Californian Judge Declares No Legal Obligation to Secure Wi-Fi From Pirates


At my last address, my at-the-time roommate and I were dismayed when, one morning, we were slapped with a Digital Millennium Copyright Violation warning by our Internet service provider. The charge was televison-show-specific, and while we’d both been guilty of indiscriminate minor acts of piracy in the past (college, we swear), we were damned if we were going to get blamed for our neighbor’s need to find out what happens on Boardwalk Empire. We scrambled to lock down our easily-hackable connection, and that was that.

If it had been a couple years later, it turns out, we need not have worried. And, as with so many Internet breakthroughs, this score-one-for-the-side-of-the-user all starts with porn.

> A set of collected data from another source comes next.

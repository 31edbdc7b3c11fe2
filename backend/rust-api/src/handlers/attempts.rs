use axum::{
    extract::{Path, State},
    http::StatusCode,
    response::IntoResponse,
    Extension, Json,
};
use std::sync::Arc;

use super::ApiError;
use crate::extractors::{AppJson, OptionalJson};
use crate::middlewares::auth::JwtClaims;
use crate::models::answer::SubmitAnswerRequest;
use crate::models::{AttemptEnvelope, PauseAttemptRequest};
use crate::services::{
    answer_service::AnswerService, attempt_service::AttemptService,
    results_service::ResultsService, selection_service::SelectionService, AppState,
};

pub async fn create_attempt(
    State(state): State<Arc<AppState>>,
    Extension(claims): Extension<JwtClaims>,
) -> Result<impl IntoResponse, ApiError> {
    tracing::info!("Creating attempt for user_id={}", claims.sub);

    let (response, created) = AttemptService::new(&state).create(&claims.sub).await?;
    let status = if created {
        StatusCode::CREATED
    } else {
        StatusCode::OK
    };
    Ok((status, Json(response)))
}

pub async fn list_attempts(
    State(state): State<Arc<AppState>>,
    Extension(claims): Extension<JwtClaims>,
) -> Result<impl IntoResponse, ApiError> {
    let response = AttemptService::new(&state).list(&claims.sub).await?;
    Ok(Json(response))
}

pub async fn get_attempt(
    State(state): State<Arc<AppState>>,
    Extension(claims): Extension<JwtClaims>,
    Path(attempt_id): Path<String>,
) -> Result<impl IntoResponse, ApiError> {
    tracing::debug!("Loading attempt {} for user {}", attempt_id, claims.sub);

    let mut rng = state.request_rng();
    let selection = SelectionService::new(&state);
    let response = AttemptService::new(&state)
        .details(&selection, &claims.sub, &attempt_id, &mut rng)
        .await?;
    Ok(Json(response))
}

pub async fn submit_answer(
    State(state): State<Arc<AppState>>,
    Extension(claims): Extension<JwtClaims>,
    Path(attempt_id): Path<String>,
    AppJson(req): AppJson<SubmitAnswerRequest>,
) -> Result<impl IntoResponse, ApiError> {
    let response = AnswerService::new(&state)
        .submit_answer(&claims.sub, &attempt_id, &req)
        .await?;
    Ok(Json(response))
}

pub async fn pause_attempt(
    State(state): State<Arc<AppState>>,
    Extension(claims): Extension<JwtClaims>,
    Path(attempt_id): Path<String>,
    OptionalJson(req): OptionalJson<PauseAttemptRequest>,
) -> Result<impl IntoResponse, ApiError> {
    let attempt = AttemptService::new(&state)
        .pause(&claims.sub, &attempt_id, req.time_spent_seconds)
        .await?;
    Ok(Json(AttemptEnvelope { attempt }))
}

pub async fn resume_attempt(
    State(state): State<Arc<AppState>>,
    Extension(claims): Extension<JwtClaims>,
    Path(attempt_id): Path<String>,
) -> Result<impl IntoResponse, ApiError> {
    let attempt = AttemptService::new(&state)
        .resume(&claims.sub, &attempt_id)
        .await?;
    Ok(Json(AttemptEnvelope { attempt }))
}

pub async fn get_results(
    State(state): State<Arc<AppState>>,
    Extension(claims): Extension<JwtClaims>,
    Path(attempt_id): Path<String>,
) -> Result<impl IntoResponse, ApiError> {
    let results = ResultsService::new(&state)
        .get_results(&claims.sub, &attempt_id)
        .await?;
    Ok(Json(results))
}

pub async fn fix_attempt(
    State(state): State<Arc<AppState>>,
    Extension(claims): Extension<JwtClaims>,
    Path(attempt_id): Path<String>,
) -> Result<impl IntoResponse, ApiError> {
    tracing::info!("Fix requested for attempt {} by {}", attempt_id, claims.sub);
    let report = AttemptService::new(&state)
        .fix(&claims.sub, &attempt_id)
        .await?;
    Ok(Json(report))
}

pub async fn recover_attempt(
    State(state): State<Arc<AppState>>,
    Extension(claims): Extension<JwtClaims>,
    Path(attempt_id): Path<String>,
) -> Result<impl IntoResponse, ApiError> {
    tracing::info!("Recover requested for attempt {} by {}", attempt_id, claims.sub);
    let report = AttemptService::new(&state)
        .recover(&claims.sub, &attempt_id)
        .await?;
    Ok(Json(report))
}

pub async fn dev_reset(
    State(state): State<Arc<AppState>>,
    Extension(claims): Extension<JwtClaims>,
) -> Result<impl IntoResponse, ApiError> {
    let response = AttemptService::new(&state).reset(&claims.sub).await?;
    Ok(Json(response))
}
use chrono::{DateTime, Utc};
use serde::{Deserialize, Serialize};

use super::question::{BloomLevel, Citation, Difficulty};

#[derive(Debug, Clone, Serialize, Deserialize)]
pub struct AttemptResults {
    pub attempt_id: String,
    pub summary: ResultsSummary,
    pub by_topic: Vec<CategoryAccuracy>,
    pub by_subtopic: Vec<CategoryAccuracy>,
    pub by_bloom_level: Vec<CategoryAccuracy>,
    pub by_difficulty: Vec<CategoryAccuracy>,
    pub weak_areas: Vec<WeakArea>,
    pub review: Vec<QuestionReview>,
}

#[derive(Debug, Clone, Serialize, Deserialize)]
pub struct ResultsSummary {
    pub total_questions: u32,
    pub answered: u32,
    pub correct: u32,
    pub score_percent: f64,
    pub started_at: DateTime<Utc>,
    pub completed_at: Option<DateTime<Utc>>,
    pub time_spent_seconds: u64,
}

#[derive(Debug, Clone, Serialize, Deserialize, PartialEq)]
pub struct CategoryAccuracy {
    pub category: String,
    pub total: u32,
    pub correct: u32,
    pub accuracy: f64,
}

#[derive(Debug, Clone, Serialize, Deserialize)]
pub struct WeakArea {
    pub subtopic: String,
    pub topic: String,
    pub total: u32,
    pub correct: u32,
    pub accuracy: f64,
    pub recommendation: String,
    pub citation: Option<Citation>,
}

#[derive(Debug, Clone, Serialize, Deserialize)]
pub struct QuestionReview {
    pub question_order: u32,
    pub question_id: String,
    pub topic: String,
    pub subtopic: Option<String>,
    pub difficulty: Difficulty,
    pub bloom_level: BloomLevel,
    pub question: String,
    pub code: Option<String>,
    pub options: Vec<String>,
    pub user_answer_index: Option<u8>,
    pub correct_index: u8,
    pub is_correct: bool,
    pub explanation: String,
    pub citations: Vec<Citation>,
}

As reported on our bro site, Geekosystem (fistbump, guys), a California judge has ruled that Internet subscribers are under no legal obligation to secure their connections, meaning, if they have an unsecured connection, they’re not liable for any piracy that occurs over it and gets traced back to their IP address. The case was brought to court when a video pornography company, AF Holdings, sued IP holder Josh Hatfield. Hatfield claimed that he had no connection to the site, and his defense argued that he could not be held accountable for piracy that occurred over his connection. Judge Phyllis Hamilton agreed, setting an important precedent in what will hardly be the final battle in the long-running fight between companies and consumers.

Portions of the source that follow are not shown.